**The data:**

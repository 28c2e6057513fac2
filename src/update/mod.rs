//! The self-update engine.
//!
//! Lets a long-running application replace itself with a newer release
//! without a package manager, on Windows and POSIX systems alike.
//!
//! # Architecture Overview
//!
//! - **[`ManifestFetcher`]**: retrieves the release manifest with a bounded timeout
//! - **[`VersionComparator`]**: semantic-version precedence, never string order
//! - **[`ArtifactDownloader`]**: streams the artifact to disk, reporting progress
//! - **[`IntegrityVerifier`]**: streaming SHA-256 against the published checksum
//! - **[`ArchiveStager`]**: unpacks or places the artifact into a staged tree
//! - **[`RestartScriptGenerator`]**: writes the swap-and-relaunch script per platform
//! - **[`ProcessLauncher`]**: starts that script detached from the host
//! - **[`UpdateOrchestrator`]**: the state machine tying it all together
//!
//! ## Update Flow
//!
//! ```text
//! 1. Check
//!    ├── Fetch manifest (timer tick or explicit check)
//!    └── Compare offered version with the installed one
//!
//! 2. Prompt
//!    └── Presentation layer confirms or declines
//!
//! 3. Prepare (inside <temp_root>/<app>_update_<id>/)
//!    ├── Download artifact
//!    ├── Verify checksum
//!    ├── Stage: extract archive or place binary
//!    └── Write restart script
//!
//! 4. Hand off
//!    ├── Launch restart script detached
//!    └── Host exits; script waits, copies, relaunches, cleans up
//! ```
//!
//! # Safety
//!
//! The running process never writes into the install directory. Every step
//! before the restart script's copy is confined to the session temp
//! directory, so any failure up to handoff leaves the installation untouched
//! and only costs a discarded temp directory.
//!
//! Manifests without a checksum are refused unless
//! [`UpdateConfig::allow_unverified`] is set; accepted ones are reported as
//! reduced-trust installs.

pub mod config;
pub mod download;
pub mod events;
pub mod launcher;
pub mod manifest;
pub mod orchestrator;
pub mod script;
pub mod session;
pub mod stager;
pub mod target;
pub mod verification;
pub mod version;

pub use config::UpdateConfig;
pub use download::ArtifactDownloader;
pub use events::{UpdateCommand, UpdateEvent};
pub use launcher::{DetachedLauncher, ProcessLauncher};
pub use manifest::{Manifest, ManifestFetcher, ManifestFormat};
pub use orchestrator::{RunOutcome, UpdateHandle, UpdateOrchestrator};
pub use script::{PlatformKind, PosixShell, RestartScriptGenerator, ScriptBackend, ScriptParams, WindowsBatch};
pub use session::{UpdateSession, UpdateState};
pub use stager::{ArchiveLayout, ArchiveStager, StageMode};
pub use target::{InstallTarget, InstalledVersion};
pub use verification::{IntegrityVerifier, Verification};
pub use version::VersionComparator;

**Task prompt:** After locating the line with "pub mod script;", please repeat it and every line after it exactly, through the end of the data above.

**Written response:**
pub mod script;
pub mod session;
pub mod stager;
pub mod target;
pub mod verification;
pub mod version;

pub use config::UpdateConfig;
pub use download::ArtifactDownloader;
pub use events::{UpdateCommand, UpdateEvent};
pub use launcher::{DetachedLauncher, ProcessLauncher};
pub use manifest::{Manifest, ManifestFetcher, ManifestFormat};
pub use orchestrator::{RunOutcome, UpdateHandle, UpdateOrchestrator};
pub use script::{PlatformKind, PosixShell, RestartScriptGenerator, ScriptBackend, ScriptParams, WindowsBatch};
pub use session::{UpdateSession, UpdateState};
pub use stager::{ArchiveLayout, ArchiveStager, StageMode};
pub use target::{InstallTarget, InstalledVersion};
pub use verification::{IntegrityVerifier, Verification};
pub use version::VersionComparator;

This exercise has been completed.